Kingston Rowing Club Goes Coastal
News/ Nov 18

Kingston Rowing Club Goes Coastal


Over the last several years coastal rowing has gained popularity and been incorporated into the rowing landscape in clubs across Canada and throughout the world. The Kingston Rowing Club is one of those clubs, as they’ve made a concerted effort to introduce coastal rowing to the Kingston water sports community.

“We’re trying to build excitement around coastal rowing and introduce more people to that side of the sport,” said Iain Wilson, the Kingston Rowing Club’s current Community Outreach Coach. “While coastal is different than flatwater rowing, it still shares a lot of the same fundamentals. It’s the same basic rowing motion, but the boats are much more stable, allowing people to jump in and get the hang of the sport faster.”

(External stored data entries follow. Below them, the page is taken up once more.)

use std::collections::HashMap;

use cadence_protocol::{DiscourseLink, RelationType, Segment};
use petgraph::graph::{DiGraph, NodeIndex};
use petgraph::visit::EdgeRef;
use petgraph::Direction;

use crate::classify::DiscourseType;

/// Node in the relation graph
#[derive(Debug, Clone)]
pub struct SegmentNode {
    pub segment: Segment,

    /// Position in the utterance
    pub position: usize,
}

/// Edge in the relation graph
#[derive(Debug, Clone, Copy, PartialEq, Eq)]
pub struct LinkEdge {
    pub relation: RelationType,

    /// Index into the original link list
    pub link_index: usize,
}

/// Validated, acyclic relation graph for one utterance.
#[derive(Debug, Clone)]
pub struct RelationGraph {
    pub(crate) graph: DiGraph<SegmentNode, LinkEdge>,
    pub(crate) index: HashMap<String, NodeIndex>,
    pub(crate) links: Vec<DiscourseLink>,
    pub(crate) root: NodeIndex,
    pub(crate) discourse_type: DiscourseType,
}

impl RelationGraph {
    /// Segments in utterance order
    pub fn segments(&self) -> impl Iterator<Item = &Segment> {
        // petgraph keeps insertion order for node indices
        self.graph.node_weights().map(|node| &node.segment)
    }

    pub fn segment(&self, id: &str) -> Option<&Segment> {
        self.index
            .get(id)
            .and_then(|&idx| self.graph.node_weight(idx))
            .map(|node| &node.segment)
    }

    pub fn position(&self, id: &str) -> Option<usize> {
        self.index
            .get(id)
            .and_then(|&idx| self.graph.node_weight(idx))
            .map(|node| node.position)
    }

    pub fn contains(&self, id: &str) -> bool {
        self.index.contains_key(id)
    }

    pub fn links(&self) -> &[DiscourseLink] {
        &self.links
    }

    pub fn root(&self) -> &Segment {
        &self.graph[self.root].segment
    }

    pub fn discourse_type(&self) -> DiscourseType {
        self.discourse_type
    }

    /// Links leaving `id`, as `(link_index, target_id)`
    pub fn outgoing(&self, id: &str) -> Vec<(usize, &str)> {
        self.neighbors(id, Direction::Outgoing)
    }

    /// Links entering `id`, as `(link_index, source_id)`
    pub fn incoming(&self, id: &str) -> Vec<(usize, &str)> {
        self.neighbors(id, Direction::Incoming)
    }

    fn neighbors(&self, id: &str, direction: Direction) -> Vec<(usize, &str)> {
        let Some(&idx) = self.index.get(id) else {
            return Vec::new();
        };
        let mut out: Vec<(usize, &str)> = self
            .graph
            .edges_directed(idx, direction)
            .map(|edge| {
                let other = match direction {
                    Direction::Outgoing => edge.target(),
                    Direction::Incoming => edge.source(),
                };
                (edge.weight().link_index, self.graph[other].segment.id.as_str())
            })
            .collect();
        out.sort_by_key(|(link, _)| *link);
        out
    }

    /// Segments nothing else points at (ignoring alternation siblings)
    pub fn sources(&self) -> Vec<&Segment> {
        self.graph
            .node_indices()
            .filter(|&idx| {
                !self
                    .graph
                    .edges_directed(idx, Direction::Incoming)
                    .any(|e| !e.weight().relation.is_sibling_option())
            })
            .map(|idx| &self.graph[idx].segment)
            .collect()
    }

    /// Get node count
    pub fn node_count(&self) -> usize {
        self.graph.node_count()
    }

    /// Get edge count
    pub fn edge_count(&self) -> usize {
        self.graph.edge_count()
    }
}
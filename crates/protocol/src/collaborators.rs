use std::collections::HashMap;

use schemars::JsonSchema;
use serde::{Deserialize, Serialize};

use crate::segment::{EntityId, EntityRef, SegmentId};

#[derive(Debug, Clone, Copy, PartialEq, Eq, Hash, Serialize, Deserialize, JsonSchema)]
#[serde(rename_all = "snake_case")]
pub enum HistoryLookupKind {
    /// Most recent edit of the same kind ("again", "even").
    PriorEdit,
    /// State before the most recent edit of the same kind ("back").
    PriorState,
    /// An edit of the same kind that already completed ("already").
    CompletedEdit,
}

#[derive(Debug, Clone, PartialEq, Serialize, Deserialize, JsonSchema)]
pub struct HistoryQuery {
    pub segment: SegmentId,
    /// Kind of edit, e.g. `axis:brightness` or `operation:swap`.
    pub action: String,
    #[serde(default)]
    pub target: Option<EntityRef>,
    #[serde(default)]
    pub params: serde_json::Value,
}

#[derive(Debug, Clone, PartialEq, Serialize, Deserialize, JsonSchema)]
pub struct HistoryRecord {
    pub id: String,
    pub kind: HistoryLookupKind,
    pub action: String,
    #[serde(default)]
    pub target: Option<EntityId>,
    #[serde(default)]
    pub plan_id: Option<String>,
    #[serde(default)]
    pub description: String,
    #[serde(default)]
    pub params: serde_json::Value,
}

/// Read-only view of the project's edit history.
pub trait HistoryStore {
    fn find_prior(&self, kind: HistoryLookupKind, query: &HistoryQuery) -> Option<HistoryRecord>;
}

/// Maps a spoken reference ("the lead", "that synth") to a concrete entity.
pub trait EntityResolver {
    fn resolve(&self, reference: &EntityRef) -> Option<EntityId>;
}

/// History store that never remembers anything.
#[derive(Debug, Clone, Copy, Default)]
pub struct NoHistory;

impl HistoryStore for NoHistory {
    fn find_prior(&self, _kind: HistoryLookupKind, _query: &HistoryQuery) -> Option<HistoryRecord> {
        None
    }
}

/// Resolver that only knows references already carrying an id.
#[derive(Debug, Clone, Copy, Default)]
pub struct NoResolver;

impl EntityResolver for NoResolver {
    fn resolve(&self, reference: &EntityRef) -> Option<EntityId> {
        reference.id.clone()
    }
}

/// Resolver backed by a case-insensitive alias table.
#[derive(Debug, Clone, Default, Serialize, Deserialize, JsonSchema)]
pub struct AliasResolver {
    #[serde(default)]
    aliases: HashMap<String, EntityId>,
}

impl AliasResolver {
    pub fn new() -> Self {
        Self::default()
    }

    #[must_use]
    pub fn with_alias(mut self, alias: &str, entity: impl Into<EntityId>) -> Self {
        self.insert(alias, entity);
        self
    }

    pub fn insert(&mut self, alias: &str, entity: impl Into<EntityId>) {
        self.aliases
            .insert(normalize_alias(alias), entity.into());
    }

    pub fn len(&self) -> usize {
        self.aliases.len()
    }

    pub fn is_empty(&self) -> bool {
        self.aliases.is_empty()
    }
}

fn normalize_alias(alias: &str) -> String {
    let lowered = alias.trim().to_lowercase();
    lowered
        .strip_prefix("the ")
        .unwrap_or(&lowered)
        .trim()
        .to_string()
}

impl EntityResolver for AliasResolver {
    fn resolve(&self, reference: &EntityRef) -> Option<EntityId> {
        if let Some(id) = &reference.id {
            return Some(id.clone());
        }
        self.aliases.get(&normalize_alias(&reference.text)).cloned()
    }
}

/// Append-only in-memory history, newest record last.
#[derive(Debug, Clone, Default, Serialize, Deserialize, JsonSchema)]
pub struct InMemoryHistory {
    #[serde(default)]
    records: Vec<HistoryRecord>,
}

impl InMemoryHistory {
    pub fn new() -> Self {
        Self::default()
    }

    pub fn push(&mut self, record: HistoryRecord) {
        self.records.push(record);
    }

    #[must_use]
    pub fn with_record(mut self, record: HistoryRecord) -> Self {
        self.push(record);
        self
    }

    pub fn len(&self) -> usize {
        self.records.len()
    }

    pub fn is_empty(&self) -> bool {
        self.records.is_empty()
    }
}

impl HistoryStore for InMemoryHistory {
    fn find_prior(&self, kind: HistoryLookupKind, query: &HistoryQuery) -> Option<HistoryRecord> {
        let wanted_target = query.target.as_ref().map(EntityRef::key);
        self.records
            .iter()
            .rev()
            .find(|record| {
                record.kind == kind
                    && record.action == query.action
                    && match (wanted_target, record.target.as_deref()) {
                        (Some(want), Some(have)) => want == have,
                        _ => true,
                    }
            })
            .cloned()
    }
}

#[cfg(test)]
mod tests {
    use super::*;

    fn record(id: &str, kind: HistoryLookupKind, action: &str, target: Option<&str>) -> HistoryRecord {
        HistoryRecord {
            id: id.to_string(),
            kind,
            action: action.to_string(),
            target: target.map(str::to_string),
            plan_id: None,
            description: String::new(),
            params: serde_json::Value::Null,
        }
    }

    #[test]
    fn in_memory_history_returns_newest_match() {
        let history = InMemoryHistory::new()
            .with_record(record("h1", HistoryLookupKind::PriorEdit, "axis:brightness", Some("pad")))
            .with_record(record("h2", HistoryLookupKind::PriorEdit, "axis:brightness", Some("pad")))
            .with_record(record("h3", HistoryLookupKind::PriorEdit, "axis:brightness", Some("bass")));

        let query = HistoryQuery {
            segment: "s1".to_string(),
            action: "axis:brightness".to_string(),
            target: Some(EntityRef::named("pad")),
            params: serde_json::Value::Null,
        };
        let found = history
            .find_prior(HistoryLookupKind::PriorEdit, &query)
            .expect("record");
        assert_eq!(found.id, "h2");
        assert!(history
            .find_prior(HistoryLookupKind::PriorState, &query)
            .is_none());
    }

    #[test]
    fn alias_resolver_ignores_case_and_article() {
        let resolver = AliasResolver::new().with_alias("Melody", "track-2");
        assert_eq!(
            resolver.resolve(&EntityRef::named("the melody")),
            Some("track-2".to_string())
        );
        assert_eq!(resolver.resolve(&EntityRef::named("drums")), None);
        assert_eq!(
            resolver.resolve(&EntityRef::resolved("drums", "track-9")),
            Some("track-9".to_string())
        );
    }
}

In a nutshell, coastal rowing represents the adventure side of the sport of rowing. Unlike flatwater rowing, it usually takes place on rougher waterways where the water is less predictable. Coastal rowing has become one of the fastest growing segments of the sport in the world, particularly in Europe, where many countries have taken advantage of the nearby rough waters in seas, lakes, and rivers. While it was first introduced in Canada several years ago, the hosting of the 2018 World Coastal Rowing Championships in Victoria, BC brought a renewed interest in the discipline.

In Kingston, the club is looking to build up coastal rowing and offer different journeys through recreation and high performance. The club sees recreation as the first step before delving into high performance. They plan on introducing and growing the discipline by forming a base of participants and once the base of participants is strong, they will roll out high performance programming for those who are interested in trying to take their performance to the next level. This past summer the club began in earnest to build its base of participants through several community-based events aimed at introducing coastal rowing to the Kingston community.

“Once we got the green light to get on the water, we looked for ways to get more people involved who otherwise wouldn’t have found the opportunity to participate in the sport,” said Wilson. “We ran a series of events to introduce coastal rowing to the community. Several were held at our boathouse, including the National Come and Try It Day, and we also went on a mini road show where we took our coastal boats to other parts of the city and offered an opportunity for the public to participate. We gave them a brief overview of coastal rowing and sit them in the boats and have them try it out for the first time and encourage them to join a learn-to-row program and become part of our community that way.”

For the club’s Come and Try It Days alone they had 110 people sign up and try coastal rowing for the first time. The Kingston community also hosted coastal rowing competitions this summer, as the RCA Beach Sprint Trials were hosted with the Kingston Yacht Club. The event in Kingston was one of three trials in Canada for the World Beach Sprint Finals which took place in Oeiras, Portugal in September. The other two trials took place in Lunenburg, Nova Scotia and Cadboro Bay, BC respectively. In addition to the Trials, the club also helped organize a coastal event tied in with an Easter Seals fundraising regatta at the Kingston Yacht Club, which featured coastal rowing, sailing and paddling all in open water. Wilson is quick to mention that the sailing community in Kingston has been very supportive in helping to grow coastal rowing and that the strong ties in the watersport community have made the process of introducing the discipline a lot smoother.

The Kingston Rowing Club’s leadership group have also invested a lot of time and energy over the last few years strategizing and organizing coastal related events. Coaches John Armitage, Katie Bruggeling, and Rami Massarani as well as current Club President Michael Vandenburg have all played key roles in introducing coastal rowing to the Kingston community. The club’s hard work is not yet over as they have several initiatives planned for next year and beyond, including enhancing their rowing touring program and debuting a coastal rowing league.

“This year we launched a touring program that runs out of the rowing club, using touring boats which leans into the endurance side of coastal,” said Wilson. “We find the real growth opportunity for coastal will be in our Beach Sprint League format. In rowing, we often miss the league side of the sport, where people are rowing a little bit more casually. The plan is to run youth, adult, and recreational leagues for five weeks with two nights of time trials and then a quarterfinal, semi-final and final. It can all be done with low infrastructure, really only requiring a few coastal boats, buoys, and a shoreline of water. We’re looking forward to formally launching our Beach Sprint League in 2022.”

In May of this year, the Kingston Rowing Club was named by RCA as one of three clubs who were selected as recipients of the Grow Rowing Pilot Program, which has helped fund its coastal initiatives. The goal of the program is to pilot new programming at rowing clubs that can be delivered nationwide that will diversify rowing in Canada and drive a significant increase in the number of Canadian rowers by 2025.

While the club has been investing in coastal rowing, they have no plans to alter any of their flatwater programming. Wilson believes flatwater and coastal rowing can both thrive in the same space and will complement each other nicely.

“Flatwater rowing will always be a part of the rowing community and the Kingston Rowing Club,” said Wilson. “We see coastal as an addition to flatwater rowing. We want this to be an opportunity to help grow the sport and incorporate a wider, more inclusive range of offerings.”